Pour la droite et l’extrême droite, le moratoire sur le taxes sur le carburant n’est pas suffisant. A gauche, PS, LFI et PCF envisagent de déposer une motion de censure.

L’occasion est trop bien belle. Pour l’opposition dans son ensemble, le recul accordé mardi 4 décembre par l’exécutif sur trois mesures fiscales n’est pas une raison pour laisser se refermer la faille inédite ouverte dans le macronisme par la crise des « gilets jaunes ».

Certes, le premier ministre Edouard Philippe a annoncé un moratoire sur l’augmentation, notamment, des taxes sur le carburant, ce qui était considéré comme un « préalable » par la plupart des partis. Mais ce n’est « pas suffisant », s’est-on empressé de dénoncer unanimement, à droite, à gauche et aux extrêmes. Les Républicains (LR), le Rassemblement national (RN), le Parti socialiste (PS) ou La France insoumise (LFI) réclament maintenant, au moins, l’annulation pure et simple de ces taxes.

« Nous demandons la suppression immédiate des taxes au 1er janvier 2019 mais aussi ce qui suit sur la trajectoire, c’est-à-dire celles qui sont prévues pour 2020, 2021 et 2022 », a ainsi exhorté le président du groupe LR à l’Assemblée nationale, Christian Jacob.

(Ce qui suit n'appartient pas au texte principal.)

// Harvest - DHIS2 data values to wide-format CSV
// Copyright (c) 2025 Harvest Contributors
// Licensed under the MIT License

use harvest::cli::{exit_code, Cli, Commands};
use harvest::config::load_config;
use harvest::logging::init_logging;
use clap::Parser;
use std::process;

#[tokio::main]
async fn main() {
    // Load environment variables from .env file if present
    let _ = dotenvy::dotenv();

    let cli = Cli::parse();

    // Logging follows the config file when it loads; commands report
    // configuration problems themselves
    let config = load_config(&cli.config).ok();
    let log_level = cli
        .log_level
        .clone()
        .or_else(|| config.as_ref().map(|c| c.application.log_level.clone()))
        .unwrap_or_else(|| "info".to_string());
    let logging_config = config.map(|c| c.logging).unwrap_or_default();

    let guard = match init_logging(&log_level, &logging_config) {
        Ok(guard) => guard,
        Err(e) => {
            eprintln!("Failed to initialize logging: {e}");
            process::exit(exit_code::FATAL);
        }
    };

    tracing::info!(
        version = env!("CARGO_PKG_VERSION"),
        "Harvest - DHIS2 wide-format data export"
    );

    let code = match execute_command(&cli).await {
        Ok(code) => code,
        Err(e) => {
            tracing::error!(error = %e, "Command execution failed");
            eprintln!("Error: {e}");
            exit_code::FATAL
        }
    };

    drop(guard);
    process::exit(code);
}

/// Execute the CLI command
async fn execute_command(cli: &Cli) -> anyhow::Result<i32> {
    match &cli.command {
        Commands::Login(args) => args.execute(&cli.config).await,
        Commands::Datasets(args) => args.execute(&cli.config).await,
        Commands::OrgUnits(args) => args.execute(&cli.config).await,
        Commands::Export(args) => args.execute(&cli.config).await,
        Commands::ValidateConfig(args) => args.execute(&cli.config).await,
        Commands::Init(args) => args.execute().await,
    }
}
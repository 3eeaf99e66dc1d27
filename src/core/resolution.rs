//! Id → name resolution maps
//!
//! Built fresh for each export run from the session catalog and the category
//! option combos fetched for that run. Nothing here outlives the run.

use crate::core::hierarchy::{ancestry_map, AncestryMap};
use crate::domain::{CategoryOptionCombo, Dataset, OrgUnit};
use std::collections::{HashMap, HashSet};

#[derive(Debug, Clone, Default)]
pub struct ResolutionMaps {
    pub data_element_names: HashMap<String, String>,
    pub org_unit_names: HashMap<String, String>,
    pub category_option_combo_names: HashMap<String, String>,
    pub org_unit_ancestry: AncestryMap,
}

impl ResolutionMaps {
    /// Build every map in one go
    ///
    /// Data element names come from the dataset rows; when an element sits in
    /// several datasets the last row seen wins.
    pub fn build(
        datasets: &[Dataset],
        org_units: &[OrgUnit],
        category_option_combos: &[CategoryOptionCombo],
    ) -> Self {
        Self {
            data_element_names: data_element_names(datasets, None),
            org_unit_names: org_unit_names(org_units),
            category_option_combo_names: combo_names(category_option_combos),
            org_unit_ancestry: ancestry_map(org_units),
        }
    }

    /// Data element name, or the raw id when unknown
    pub fn data_element_name<'a>(&'a self, id: &'a str) -> &'a str {
        self.data_element_names
            .get(id)
            .map(String::as_str)
            .unwrap_or(id)
    }

    pub fn org_unit_name<'a>(&'a self, id: &'a str) -> &'a str {
        self.org_unit_names.get(id).map(String::as_str).unwrap_or(id)
    }
}

/// Element names from the dataset rows, optionally limited to `only`
pub fn data_element_names(datasets: &[Dataset], only: Option<&[String]>) -> HashMap<String, String> {
    let wanted: Option<HashSet<&str>> = only.map(|ids| ids.iter().map(String::as_str).collect());

    datasets
        .iter()
        .flat_map(|ds| ds.elements.iter())
        .filter(|de| {
            wanted
                .as_ref()
                .map_or(true, |ids| ids.contains(de.id.as_str()))
        })
        .map(|de| (de.id.clone(), de.display_name.clone()))
        .collect()
}

/// First name wins for a repeated id
pub fn org_unit_names(org_units: &[OrgUnit]) -> HashMap<String, String> {
    let mut names = HashMap::with_capacity(org_units.len());
    for ou in org_units {
        names
            .entry(ou.id.clone())
            .or_insert_with(|| ou.display_name.clone());
    }
    names
}

pub fn combo_names(combos: &[CategoryOptionCombo]) -> HashMap<String, String> {
    combos
        .iter()
        .map(|coc| (coc.id.clone(), coc.display_name.clone()))
        .collect()
}

#[cfg(test)]
mod tests {
    use super::*;
    use crate::domain::{DataElementRef, ObservationTuple};

    fn dataset(id: &str, elements: &[(&str, &str)]) -> Dataset {
        Dataset {
            id: id.to_string(),
            display_name: id.to_string(),
            period_type: Some("Monthly".to_string()),
            elements: elements
                .iter()
                .map(|&(id, name)| DataElementRef::new(id, name))
                .collect(),
        }
    }

    #[test]
    fn test_build_maps() {
        let datasets = vec![
            dataset("ds1", &[("DE1", "Measles doses"), ("DE2", "BCG doses")]),
            dataset("ds2", &[("DE1", "Measles doses (renamed)")]),
        ];
        let org_units = vec![
            OrgUnit::new("D1", "District 1", 1, None),
            OrgUnit::new("OU1", "Clinic A", 2, Some("D1")),
        ];
        let combos = vec![CategoryOptionCombo {
            id: "COC1".to_string(),
            display_name: "Fixed".to_string(),
        }];

        let maps = ResolutionMaps::build(&datasets, &org_units, &combos);

        assert_eq!(maps.data_element_name("DE1"), "Measles doses (renamed)");
        assert_eq!(maps.data_element_name("DE2"), "BCG doses");
        assert_eq!(maps.org_unit_name("OU1"), "Clinic A");
        assert_eq!(maps.category_option_combo_names["COC1"], "Fixed");
        assert_eq!(maps.org_unit_ancestry["OU1"].parent_id.as_deref(), Some("D1"));
    }

    #[test]
    fn test_element_names_limited_to_selection() {
        let datasets = vec![dataset("ds1", &[("DE1", "Measles doses"), ("DE2", "BCG doses")])];
        let selected = vec!["DE2".to_string()];

        let names = data_element_names(&datasets, Some(&selected));

        assert_eq!(names.len(), 1);
        assert_eq!(names["DE2"], "BCG doses");
    }

    #[test]
    fn test_duplicate_org_unit_keeps_first_name() {
        let org_units = vec![
            OrgUnit::new("C", "Country", 1, None),
            OrgUnit::new("C", "Country again", 1, None),
        ];
        let maps = ResolutionMaps::build(&[], &org_units, &[]);

        assert_eq!(maps.org_unit_name("C"), "Country");
        assert_eq!(maps.org_unit_ancestry["C"].name, "Country");

        let tuples = vec![ObservationTuple::new("C", "202401", "DE1", None, "1")];
        let csv = crate::core::transform::to_wide_csv(&tuples, &maps).unwrap();
        assert_eq!(csv, "Level 1,Period,DE1\nCountry,202401,1\n");
    }

    #[test]
    fn test_unknown_ids_fall_back_to_id() {
        let maps = ResolutionMaps::default();
        assert_eq!(maps.data_element_name("DEx"), "DEx");
        assert_eq!(maps.org_unit_name("OUx"), "OUx");
    }
}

Les annonces de M. Philippe ? « Trop peu, trop tard », a lancé lors d’une houleuse séance de questions au gouvernement, comme le Palais-Bourbon sait en produire en temps de crise, son collègue Damien Abad. Le député de l’Ain a reproché au chef du gouvernement de ne pas avoir « pris conscience de l’urgence de la situation ». Il a réclamé « un changement de cap » en « augmentant le pouvoir d’achat des classes moyennes » et en « renonçant à la politique fiscale anti-retraités ».

« Grenelle des impôts »

LR ne veut pas « pratiquer la politique du pire en jetant de l’huile sur le feu », selon un communiqué rédigé après la tenue, mardi soir, d’un bureau politique extraordinaire. Le parti de Laurent Wauquiez se dit prêt à « renouer le fil du dialogue » mais pose pour cela deux conditions : outre l’abandon définitif des taxes, LR demande « un Grenelle des impôts et des taxes » qui aborderait « la CSG [contribution sociale généralisée] sur les retraités et l’indexation des pensions de retraite », « la fiscalité de l’impôt sur le revenu et le calcul du quotient familial » et « la différence entre les revenus du travail et ceux de l’assistanat ».

A gauche, le PS continue aussi de demander, comme il le fait depuis le début de la crise, l’organisation « d’états généraux du pouvoir d’achat et du financement de la transition écologique ». Il peut se targuer d’avoir vu plusieurs de ses revendications entendues par l’éxécutif : le parti voulait non seulement un moratoire sur la hausse des taxes mais aussi un débat au Parlement, lequel aura bien lieu, mercredi, à l’Assemblée.

Cependant, le premier secrétaire du PS, Olivier Faure, a dénoncé mardi le « piège » de l’exécutif consistant, selon lui, à montrer du doigt la fiscalité écologique. Le premier ministre « dit : “Vous voulez plus d’écologie ? Ce sera plus de taxes. Moins de taxes ? Ce sera moins d’écologie” », a-t-il souligné sur la chaîne LCP. « J’aimerais qu’on parle ISF [impôt de solidarité sur la fortune] et “flat tax” », a-t-il poursuivi, estimant que ces deux dispositifs représentent « 5 milliards [d’euros] de cadeaux aux riches ».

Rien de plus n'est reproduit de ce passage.